So the book takes superficially that kind of mystery story and what Laura does is apply a kind of art critic's forensic eye to family photographs,
to her mother's written accounts of what happened,
and to history and local history and local archive,
to build up a picture to try and find out what happened,
who her mother is,
and therefore who she is.
And she doesn't solve that mystery until the final page of the book.
What I loved about it is it seemed like the work of someone
who was extremely good at what they do.
And every type of writing in the book is A grade. And the structure of the book
is magnificent. It sounds like I present it as a gimmick there, the holding back the reveal till
the very last page of the book, but it's the culmination of the book and the themes of the
book more than the narrative of the book. It's absolutely wonderful. That's why I don't want to
say too much about it. I'd just like to read a little bit
here about certain chapters are based around paintings and Bruegel's landscape with the fall
of Icarus is a painting that was in the Cummings house the first image my mother ever owned it was
cut out of an art book
and stuck on a piece of cardboard and put on the wall.
And there is a sentence here that I think is as brilliant and true
and easy and profound as anything that I've read this year.
So I'll just give you a taste.
My parents had hundreds of images in the house,
photographs, scissor from newspapers, reproductions pinned to walls,
postcards from distant galleries sent by their friends.
Growing up, I collected these in a shoebox, beginning with the cave paintings of Lascaux
and ending, I seem to think, with Seurat's A Sunday on La Grande Jatte,
sent by an American student of my father's all the way from Chicago.
But the Bruegel was special, sacred, a world both light and dark and mesmerising,
plainly a narrative that any child could follow
and yet powerfully strange even to adults.
It hung in the hall and then in the kitchen
and eventually in the small cottage in the Scottish borders
where my parents later went to live.
We looked at it by night and by day, by chance and on purpose,
on the way to and from school, over meals, on our way upstairs to bed. And then she goes on to say, pictures in time and place and in the context of our own lives we cannot see them otherwise
and then she goes on to say landscape with the fall of Icarus was an object as well as an image
now that that is the phrase that for me I thought whoa that's such a simple such a simple idea
such a deep idea, so profoundly expressed,
right at the heart of what the book is about.
What is the book about?
The book is how we interpret imagery of all kinds in our lives,
our day-to-day lives, and in our histories of ourselves, our families,
who we think we are, even if who we think we are isn't right
because we're not interpreting the picture correctly.
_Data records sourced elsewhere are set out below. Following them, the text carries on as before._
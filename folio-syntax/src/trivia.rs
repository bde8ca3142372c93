//! Character classes of the PDF syntax.

/// Whether the byte is one of the six PDF white-space characters.
#[inline(always)]
pub fn is_white_space_character(char: u8) -> bool {
    matches!(char, 0x00 | 0x09 | 0x0a | 0x0c | 0x0d | 0x20)
}

/// Whether the byte is a delimiter character.
#[inline(always)]
pub fn is_delimiter_character(char: u8) -> bool {
    matches!(
        char,
        b'(' | b')' | b'<' | b'>' | b'[' | b']' | b'{' | b'}' | b'/' | b'%'
    )
}

/// Whether the byte is a regular character, i.e. neither white space nor a delimiter.
#[inline(always)]
pub fn is_regular_character(char: u8) -> bool {
    !is_white_space_character(char) && !is_delimiter_character(char)
}

#[inline(always)]
pub(crate) fn is_eol_character(char: u8) -> bool {
    matches!(char, 0x0a | 0x0d)
}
And that is published by Chateau and Windus for £18.99.
John, what have you been reading this week?
Well, I've been reading a collection of poetry by J. Bernard called Surge,
also, as it happens, published by Chateau and Windus,
of poetry by Jay Bernard called Surge, also as it happens published by Chatter and Windus,
which I first heard about or was made aware of on a start of the week with Kate Clanchy, whose book about teaching I raved about on a recent Backlisted. And Jay Bernard was on that
programme and read a couple of pieces and talked about this collection. And it struck me very
forcefully as something that I would love to
read then went and bought it and read it and the background to it is an actual historical event
Jay Bernard was researching at the George Padmore Institute looking into the events of 1981 the new
crossfire in which 12 young black teenagers were burnt to death. Not enough people know about the new crossfire.
That's one of the reasons for the book.
Not enough people know that it wasn't investigated well.
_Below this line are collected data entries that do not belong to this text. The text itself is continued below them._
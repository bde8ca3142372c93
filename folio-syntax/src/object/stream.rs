//! Streams.

use crate::data::PdfData;
use crate::error::FilterError;
use crate::filter::{self, DecodeLimits, Filter};
use crate::object::dict::keys::{DECODE_PARMS, DP, F, FILTER};
use crate::object::{Dict, Name, Object, Resolve};
use std::fmt::{Debug, Formatter};
use std::ops::Range;

/// How the extent of the stream data was determined.
#[derive(Debug, Copy, Clone, PartialEq, Eq)]
pub enum LengthStatus {
    /// The declared `/Length` matched the position of the `endstream` keyword.
    Exact,
    /// The `/Length` was absent, could not be resolved or did not match, so the data
    /// was delimited by searching for `endstream`.
    Recovered {
        /// The declared length, if one could be read.
        declared: Option<u64>,
    },
}

/// A stream: a dictionary together with a range of raw, still encoded bytes.
#[derive(Clone)]
pub struct Stream {
    dict: Dict,
    data: PdfData,
    range: Range<usize>,
    length: LengthStatus,
}

impl Stream {
    /// Create a new stream whose data is the given range of `data`.
    pub fn new(dict: Dict, data: PdfData, range: Range<usize>, length: LengthStatus) -> Self {
        Self {
            dict,
            data,
            range,
            length,
        }
    }

    /// Return the dictionary of the stream.
    pub fn dict(&self) -> &Dict {
        &self.dict
    }

    /// Return the raw, encoded data of the stream.
    pub fn raw_data(&self) -> &[u8] {
        self.data.slice(self.range.clone()).unwrap_or_default()
    }

    /// Return the byte range of the raw data within its buffer.
    pub fn range(&self) -> Range<usize> {
        self.range.clone()
    }

    /// Return how the length of the stream was determined.
    pub fn length_status(&self) -> LengthStatus {
        self.length
    }

    /// Whether the data lives in an external file (`/F`), which is never read.
    pub fn is_external(&self) -> bool {
        self.dict.contains_key(F)
    }

    /// Return the names of all filters of the stream, in application order.
    pub fn filter_names(&self, resolver: &dyn Resolve) -> Vec<Name> {
        let filter = resolver.resolve(self.dict.get(FILTER).unwrap_or(Object::NULL));

        match filter.as_ref() {
            Object::Name(n) => vec![n.clone()],
            Object::Array(a) => a
                .iter()
                .filter_map(|o| resolver.resolve(o).as_name().cloned())
                .collect(),
            _ => vec![],
        }
    }

    /// Return the decode parameters for each filter. Missing parameters are `None`.
    fn decode_params(&self, resolver: &dyn Resolve, count: usize) -> Vec<Option<Dict>> {
        let params = self
            .dict
            .get(DECODE_PARMS)
            .or_else(|| self.dict.get(DP))
            .unwrap_or(Object::NULL);
        let params = resolver.resolve(params);

        let mut result = match params.as_ref() {
            Object::Dict(d) => vec![Some(d.clone())],
            Object::Array(a) => a
                .iter()
                .map(|o| resolver.resolve(o).as_dict().cloned())
                .collect(),
            _ => vec![],
        };

        result.resize(count, None);
        result
    }

    /// Decode the data of the stream by applying all of its filters.
    pub fn decoded(
        &self,
        resolver: &dyn Resolve,
        limits: &DecodeLimits,
    ) -> Result<Vec<u8>, FilterError> {
        let raw = self
            .data
            .slice(self.range.clone())
            .ok_or(FilterError::OutOfBounds)?;

        let names = self.filter_names(resolver);
        let params = self.decode_params(resolver, names.len());

        let mut filters = Vec::with_capacity(names.len());
        for name in &names {
            filters.push(Filter::from_name(name)?);
        }

        let mut data = raw.to_vec();

        for (filter, params) in filters.into_iter().zip(params) {
            data = filter::apply(filter, &data, params.as_ref(), limits)?;
        }

        Ok(data)
    }
}

impl PartialEq for Stream {
    fn eq(&self, other: &Self) -> bool {
        self.dict == other.dict && self.raw_data() == other.raw_data()
    }
}

impl Debug for Stream {
    fn fmt(&self, f: &mut Formatter<'_>) -> std::fmt::Result {
        f.debug_struct("Stream")
            .field("dict", &self.dict)
            .field("range", &self.range)
            .field("length", &self.length)
            .finish()
    }
}
#![no_main]

use folio_syntax::lexer::Lexer;
use libfuzzer_sys::fuzz_target;

fuzz_target!(|data: &[u8]| {
    let mut lexer = Lexer::new(data);
    let mut last = 0;

    while lexer.next_token().is_some() {
        // The lexer must always make progress.
        assert!(lexer.position() > last || lexer.position() == data.len());
        last = lexer.position();
    }
});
Not enough people know that it led to a massive march
across Blackfriars Bidge,
which was apparently the journalists were leaning out of Fleet Street
and spitting on them as they went past.
That year was also the year shortly after that
that Brixton
riots happened. So the book is on one level an act of investigation, of looking into the facts
of the case, and indeed through the volume, the first-hand testimonies of people who were there,
of the relatives of the teenagers who died. So there's a research element to it. But what Jay Bernard does brilliantly is link that with now,
links it with Brexit, links it with the Grenfell Tower,
links it with the Windrush scandal.
So it's both an attempt to preserve and investigate the wrong
that was done in 1981, but also links it in a way to the same
problems that are occurring now. So it's a very contemporary book. Out of the amazing kind of
culture that we have of performance poetry and of poetry being read and discussed and shared far
more than it's been, I think, in a generation. This volume seems to me to work as well.
Listening to Start the Week and J. Bernard reading is extraordinary
because there's a lot of music, there's a lot of patois,
there's a lot of stuff that you would expect to come from somebody
who's an accomplished performance poet.
But these poems are also exquisite and precise and complex
and they kind of attempt to tell historical
truth through kind of the refracted different experiences, different voices, different registers.
They say about the difficulty of finding words that we are facing an adjectival crisis as much
as anything else. How do we speak and from what position and how can we ensure that
we are heard not only by those who oppose us but by our allies who are also lost for words.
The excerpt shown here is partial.